*WHAT YOU HAVE TO DO*
Set down each line of the data below exactly.

──────── RECORDS ────────

//! Parametric flower-petal geometry.
//!
//! A petal is a closed outline made of two mirrored quadratic Bézier
//! curves, extruded into a thin solid with rounded (beveled) edges. This
//! crate builds the outline from three scalars, samples it into a polygon,
//! triangulates the caps with lyon and stacks bevel and body layers into a
//! flat-shaded mesh ready for WebGL.
//!
//! ```
//! use petal_geometry::{build_petal_mesh, ExtrudeOptions, PetalParameters};
//!
//! let mesh = build_petal_mesh(&PetalParameters::default(), &ExtrudeOptions::default()).unwrap();
//! assert_eq!(mesh.groups.len(), 2);
//! ```

pub mod batch;
pub mod component;
pub mod contour;
pub mod error;
pub mod extrude;
pub mod mesh;
pub mod outline;
pub mod params;
pub mod triangulate;

pub use batch::{build_merged, build_petals};
pub use component::{MeshBuilder, PetalComponent};
pub use contour::Contour;
pub use error::{PetalError, PetalResult};
pub use extrude::{extrude, ExtrudeOptions, Extruder};
pub use mesh::{Mesh, MeshGroup};
pub use outline::{build_petal_outline, PathCommand, PetalOutline, Point2D};
pub use params::PetalParameters;
pub use triangulate::triangulate;

/// Build the outline for `params` and extrude it with `options`.
///
/// # Errors
/// See [`extrude`].
pub fn build_petal_mesh(params: &PetalParameters, options: &ExtrudeOptions) -> PetalResult<Mesh> {
    Extruder::new(*options).build_mesh(&build_petal_outline(params))
}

────────

*ANSWER TO THIS EXERCISE*
//! Parametric flower-petal geometry.
//!
//! A petal is a closed outline made of two mirrored quadratic Bézier
//! curves, extruded into a thin solid with rounded (beveled) edges. This
//! crate builds the outline from three scalars, samples it into a polygon,
//! triangulates the caps with lyon and stacks bevel and body layers into a
//! flat-shaded mesh ready for WebGL.
//!
//! ```
//! use petal_geometry::{build_petal_mesh, ExtrudeOptions, PetalParameters};
//!
//! let mesh = build_petal_mesh(&PetalParameters::default(), &ExtrudeOptions::default()).unwrap();
//! assert_eq!(mesh.groups.len(), 2);
//! ```

pub mod batch;
pub mod component;
pub mod contour;
pub mod error;
pub mod extrude;
pub mod mesh;
pub mod outline;
pub mod params;
pub mod triangulate;

pub use batch::{build_merged, build_petals};
pub use component::{MeshBuilder, PetalComponent};
pub use contour::Contour;
pub use error::{PetalError, PetalResult};
pub use extrude::{extrude, ExtrudeOptions, Extruder};
pub use mesh::{Mesh, MeshGroup};
pub use outline::{build_petal_outline, PathCommand, PetalOutline, Point2D};
pub use params::PetalParameters;
pub use triangulate::triangulate;

/// Build the outline for `params` and extrude it with `options`.
///
/// # Errors
/// See [`extrude`].
pub fn build_petal_mesh(params: &PetalParameters, options: &ExtrudeOptions) -> PetalResult<Mesh> {
    Extruder::new(*options).build_mesh(&build_petal_outline(params))
}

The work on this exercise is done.